W 2024 roku śmigus-dyngus, czy inaczej Lany Poniedziałek przypadł 1 kwietnia, czyli w dniu robienia sobie żartów nazywanym prima aprilis. Choć tradycja oblewania się wodą już dawno przychodzi do historii, a policjanci apelują o umiar w tej kwestii, w niektórych miejscowościach niektórzy się proszą o świąteczne polanie.
Wzajemne oblewanie się wodą w Poniedziałek Wielkanocny symbolizuje radość z przebudzenia się wiosny. Kultywowaniu tradycji wynikającej ze „śmigusa-dyngusa” powinien towarzyszyć rozsądek i umiar. Najlepiej zabawę organizować w gronie bliskich i znajomych. Jeśli komuś przyszedł do głowy pomysł oblewania przypadkowych przechodniów, to należy pamiętać, że nie każdy lubi polewanie wodą. Brak umiaru w obchodzeniu omawianego zwyczaju, może narazić oblewaną osobę na szkody materialne (np. uszkodzenie smartfona, odzieży, itd.). Należy uszanować wszystkie prośby o niepolewanie wodą. Przekroczenie granic kultury i dobrych obyczajów w tym względzie, może skutkować sankcjami (pomimo iż zwykle kontratyp zwyczajowy wyłącza odpowiedzialność za czyn karalny) w postaci mandatu karnego w wysokości do 500 złotych, bądź skierowania wniosku o ukaranie do sądu, gdzie grzywna może wynieść nawet 5000 złotych - informuja policjanci.

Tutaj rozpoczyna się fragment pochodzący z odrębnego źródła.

//! # Recurrence Sequences
//!
//! Integer sequences defined by a recurrence, evaluated lazily over
//! [`BigInt`] and memoized in a pluggable [`SequenceCache`].
//!
//! ## Engines
//!
//! | Sequence            | Catalog | Seeds     | `get(n)` on a miss                  | Warm-up |
//! |---------------------|---------|-----------|-------------------------------------|---------|
//! | [`FibonacciNumber`] | A000045 | 0, 1, 1   | tripling identity on `n mod 3`      | 100     |
//! | [`LucasNumber`]     | A000032 | 2, 1      | `F(n − 1) + F(n + 1)`               | 100     |
//! | [`PellNumber`]      | A000129 | 0, 1      | walk forward from a cached window   | 10      |
//! | [`PadovanSequence`] | A000931 | 1, 0, 0   | walk forward from a cached window   | 20      |
//! | [`PerrinSequence`]  | A001608 | 3, 0, 2   | halving identity over 23            | 100     |
//! | [`FactorialNumber`] | A000142 | 1         | product from a cached predecessor   | 10      |
//!
//! ## Evaluation
//!
//! ```text
//!   get(n)
//!     │
//!     ├─ lock gate (one per sequence instance)
//!     │
//!     └─ resolve(n, depth = 0)
//!          ├─ depth > 128      → Err(Invariant)
//!          ├─ n is a seed      → seed value        (never touches the cache)
//!          ├─ cache.get(n)     → hit
//!          └─ miss             → compute from resolve(m, depth + 1) ...
//!                                cache.put(n, value)
//! ```
//!
//! The gate is taken once per public `get`; recursive sub-lookups go through
//! `resolve` under the same acquisition. Seeds are answered before the cache
//! is consulted, so evaluation terminates on a cache that stores nothing.
//!
//! ## Lock Order
//!
//! A gate may be held while taking the cache lock or another sequence's gate
//! (Lucas holds its gate while querying Fibonacci). Nothing takes a gate while
//! holding a cache lock.
//!
//! ## Warm-up
//!
//! Constructors fill the permanent tier of an uninitialized cache from a fresh
//! cursor. A cache that is already initialized (shared with another instance,
//! or a [`NullSequenceCache`](crate::cache::NullSequenceCache)) is used as is.

pub mod factorial;
pub mod fibonacci;
pub mod lucas;
pub mod padovan;
pub mod pell;
pub mod perrin;

pub use factorial::{FactorialNumber, FactorialStep};
pub use fibonacci::FibonacciNumber;
pub use lucas::LucasNumber;
pub use padovan::PadovanSequence;
pub use pell::PellNumber;
pub use perrin::PerrinSequence;

use num_bigint::BigInt;
use parking_lot::{Mutex, MutexGuard};
use std::collections::VecDeque;
use std::sync::Arc;

use crate::cache::InMemorySequenceCache;
use crate::cursor::{LinearStep, ListCursor, SequenceCursor};
use crate::error::{InvariantError, SequenceError};
use crate::traits::SequenceCache;

/// Deepest recursive sub-lookup a single `get` may reach.
pub const MAX_RESOLVE_DEPTH: usize = 128;

/// Cache handle type accepted by every recurrence constructor.
pub type SharedCache = Arc<dyn SequenceCache<BigInt>>;

pub(crate) fn default_cache() -> SharedCache {
    Arc::new(InMemorySequenceCache::default())
}

/// Memo shared by every recurrence: the cache plus the per-instance gate.
pub(crate) struct Memo {
    cache: SharedCache,
    gate: Mutex<()>,
}

impl Memo {
    pub(crate) fn new(cache: SharedCache) -> Self {
        Self {
            cache,
            gate: Mutex::new(()),
        }
    }

    pub(crate) fn cache(&self) -> &SharedCache {
        &self.cache
    }

    /// Fills the permanent tier from `source` unless the cache is initialized.
    pub(crate) fn warm_up(
        &self,
        catalog_id: &'static str,
        source: &mut dyn Iterator<Item = BigInt>,
        count: usize,
    ) {
        if self.cache.is_initialized() {
            return;
        }
        match self.cache.initialize_from(source, count) {
            Ok(()) | Err(SequenceError::AlreadyInitialized) => {},
            Err(err) => {
                tracing::warn!(catalog_id, error = %err, "cache warm-up failed");
            },
        }
    }

    /// Serializes miss → compute → store for one sequence instance.
    pub(crate) fn lock(&self) -> MutexGuard<'_, ()> {
        self.gate.lock()
    }

    /// Resolves `n` from seeds, then the cache, then `compute`.
    ///
    /// `compute` receives the depth its own sub-lookups must pass on.
    pub(crate) fn resolve<F>(
        &self,
        n: usize,
        depth: usize,
        seeds: &[i64],
        compute: F,
    ) -> Result<BigInt, SequenceError>
    where
        F: FnOnce(usize) -> Result<BigInt, SequenceError>,
    {
        if depth > MAX_RESOLVE_DEPTH {
            return Err(InvariantError::new(format!(
                "recursion depth exceeded {MAX_RESOLVE_DEPTH} while resolving index {n}"
            ))
            .into());
        }
        if let Some(&seed) = seeds.get(n) {
            return Ok(BigInt::from(seed));
        }
        if let Some(value) = self.cache.get(n) {
            return Ok(value);
        }

        let value = compute(depth + 1)?;
        self.cache.put(n, value.clone());
        Ok(value)
    }

    fn known(&self, i: usize, seeds: &[i64]) -> Option<BigInt> {
        match seeds.get(i) {
            Some(&seed) => Some(BigInt::from(seed)),
            None => self.cache.get(i),
        }
    }

    /// Computes `a(n)` of a linear recurrence by stepping forward from the
    /// nearest run of `order` known values below `n`, storing each
    /// intermediate term.
    ///
    /// Requires `n >= seeds.len()`; `n` itself is stored by the caller.
    pub(crate) fn walk_linear(
        &self,
        n: usize,
        coefficients: &[i64],
        seeds: &[i64],
    ) -> Result<BigInt, SequenceError> {
        let order = seeds.len();
        let mut window: VecDeque<BigInt> = VecDeque::with_capacity(order);
        let mut i = n;
        while window.len() < order {
            i = i
                .checked_sub(1)
                .ok_or_else(|| InvariantError::new("no known window below index"))?;
            match self.known(i, seeds) {
                Some(value) => window.push_front(value),
                None => window.clear(),
            }
        }

        for idx in i + order..=n {
            let next: BigInt = coefficients
                .iter()
                .zip(&window)
                .map(|(c, w)| w * *c)
                .sum();
            window.pop_front();
            window.push_back(next.clone());
            if idx == n {
                return Ok(next);
            }
            self.cache.put(idx, next);
        }

        // Only reachable when `n` lies inside the known window.
        window
            .back()
            .cloned()
            .ok_or_else(|| InvariantError::new("recurrence window is empty").into())
    }
}

impl std::fmt::Debug for Memo {
    fn fmt(&self, f: &mut std::fmt::Formatter<'_>) -> std::fmt::Result {
        f.debug_struct("Memo")
            .field("initialized", &self.cache.is_initialized())
            .field("permanent_len", &self.cache.permanent_len())
            .finish_non_exhaustive()
    }
}

/// Cursor before element `start` of a linear recurrence, seeded through `get`.
pub(crate) fn linear_cursor_from<G>(
    coefficients: &'static [i64],
    order: usize,
    start: usize,
    get: G,
) -> Result<SequenceCursor<BigInt>, SequenceError>
where
    G: Fn(usize) -> Result<BigInt, SequenceError>,
{
    let end = start
        .checked_add(order)
        .ok_or_else(|| SequenceError::invalid(format!("start index {start} is too large")))?;
    let window = (start..end).map(get).collect::<Result<VecDeque<_>, _>>()?;
    Ok(ListCursor::starting_at(LinearStep::new(coefficients, window), start).boxed())
}

/// Index `n - k`, failing instead of wrapping.
#[inline]
pub(crate) fn below(n: usize, k: usize) -> Result<usize, SequenceError> {
    n.checked_sub(k)
        .ok_or_else(|| SequenceError::invalid(format!("index {n} - {k} underflows")))
}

Być może to odstrasza co mniejszych i większych "polewaczy" do opamiętania się w swoich działaniach. Są jednak miejsca i sposoby, na zachowanie tradycji i nienarażenie się na karę.
W takim Izdebniku na przykład strażacy ochotnicy każdego roku spełniają marzenia mieszkańców o tradycyjnym "lanym poniedziałku". 1 kwietnia nie było inaczej. Drużyna ochotników przygotowała wóz pełen wody i wiadra, by wyjechać w wieś.
Śmigus-dyngus odchodzi niestety w zapomnienie, a kiedyś nie do pomyślenia było, żeby zrezygnować z porządnego kubła wody. Same panny uważały to za obrazę i czuły się wręcz zaniepokojone. Tradycja mówiła bowiem, że panny na wydaniu polane wodą mogły liczyć na szczęście w miłości i płodność.
Strażacy na prośbę mieszkańców często oblewają nie tylko samych mieszkańców, ale także ich domy i samochody. Ma to przynieść szczęście.